**Task prompt:**
Whenever a line in the entries below contains "models", copy that line.

*** Records for processing ***

pub mod api;
pub mod clients;
pub mod config;
pub mod consumer;
pub mod error;
pub mod handler;
pub mod models;
pub mod utils;
pub mod worker;
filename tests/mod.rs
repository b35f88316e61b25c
mod support;
use std::{future::Future, sync::Arc};

use tracing::{error, info, warn};

use crate::{
    error::{ProcessingError, StoreError},
    models::{message::ReimbursementData, outcome::HandleOutcome, user::User},
};

/// Receives the body of every delivery whose event is recognized.
pub trait MessageHandler: Send + Sync {
    fn handle(&self, body: &[u8]) -> impl Future<Output = HandleOutcome> + Send;
}

/// Read access to user records.
pub trait UserStore: Send + Sync {
    fn find_user(
        &self,
        user_id: i64,
    ) -> impl Future<Output = Result<Option<User>, StoreError>> + Send;
}

impl<T: UserStore> UserStore for Arc<T> {
    fn find_user(
        &self,
        user_id: i64,
    ) -> impl Future<Output = Result<Option<User>, StoreError>> + Send {
        (**self).find_user(user_id)
    }
}

pub fn parse_reimbursement(body: &[u8]) -> Result<ReimbursementData, ProcessingError> {
    Ok(serde_json::from_slice::<ReimbursementData>(body)?)
}

pub struct ReimbursementHandler<S> {
    users: S,
}

impl<S: UserStore> ReimbursementHandler<S> {
    pub fn new(users: S) -> Self {
        Self { users }
    }

    pub async fn process(&self, body: &[u8]) -> Result<User, ProcessingError> {
        let data = parse_reimbursement(body)?;

        self.users
            .find_user(data.user_id)
            .await?
            .ok_or(ProcessingError::UserNotFound(data.user_id))
    }
}

impl<S: UserStore> MessageHandler for ReimbursementHandler<S> {
    async fn handle(&self, body: &[u8]) -> HandleOutcome {
        match self.process(body).await {
            Ok(user) => {
                info!(
                    user_id = user.id,
                    username = %user.username,
                    user = ?user,
                    "User found"
                );
                HandleOutcome::Processed
            }
            Err(ProcessingError::InvalidBody(e)) => {
                warn!(error = %e, "Failed to parse message body");
                HandleOutcome::Rejected(format!("Failed to parse message body: {}", e))
            }
            Err(ProcessingError::Store(StoreError::Unavailable(e))) => {
                error!(error = %e, "Failed to fetch user data: store unavailable");
                HandleOutcome::Unavailable(e)
            }
            Err(e) => {
                warn!(error = %e, "Failed to fetch user data");
                HandleOutcome::Rejected(format!("Failed to fetch user data: {}", e))
            }
        }
    }
}
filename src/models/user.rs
use serde::{Deserialize, Serialize};
use sqlx::FromRow;

/// Snapshot of a row in the users table. Read-only; the worker never writes users.
#[derive(Debug, Clone, PartialEq, Eq, Serialize, Deserialize, FromRow)]
pub struct User {
    pub username: String,
    pub email: String,
    pub level: i32,
    pub id: i32,
    pub joined: String,
    pub is_active: bool,
}
use thiserror::Error;

#[derive(Debug, Error)]
pub enum StoreError {
    #[error("store unavailable: {0}")]
    Unavailable(String),

    #[error("query failed: {0}")]
    Query(String),
}

/// SQLSTATEs meaning the server cannot serve this connection right now:
/// class 08 (connection), class 28 (authorization), 57P01..57P03 (shutdown, startup).
pub fn is_unavailable_state(code: &str) -> bool {
    code.starts_with("08") || code.starts_with("28") || code.starts_with("57P")
}

impl From<sqlx::Error> for StoreError {
    fn from(err: sqlx::Error) -> Self {
        let unavailable = match &err {
            sqlx::Error::PoolTimedOut
            | sqlx::Error::PoolClosed
            | sqlx::Error::WorkerCrashed
            | sqlx::Error::Protocol(_)
            | sqlx::Error::Io(_)
            | sqlx::Error::Tls(_) => true,
            sqlx::Error::Database(db) => {
                db.code().is_some_and(|code| is_unavailable_state(&code))
            }
            _ => false,
        };

        if unavailable {
            StoreError::Unavailable(err.to_string())
        } else {
            StoreError::Query(err.to_string())
        }
    }
}

/// Message-local failures of the reimbursement handler.
#[derive(Debug, Error)]
pub enum ProcessingError {
    #[error("invalid message body: {0}")]
    InvalidBody(#[from] serde_json::Error),

    #[error("user {0} not found")]
    UserNotFound(i64),

    #[error(transparent)]
    Store(#[from] StoreError),
}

*** End of Records for processing ***

**Reply:**
pub mod models;
    models::{message::ReimbursementData, outcome::HandleOutcome, user::User},
filename src/models/user.rs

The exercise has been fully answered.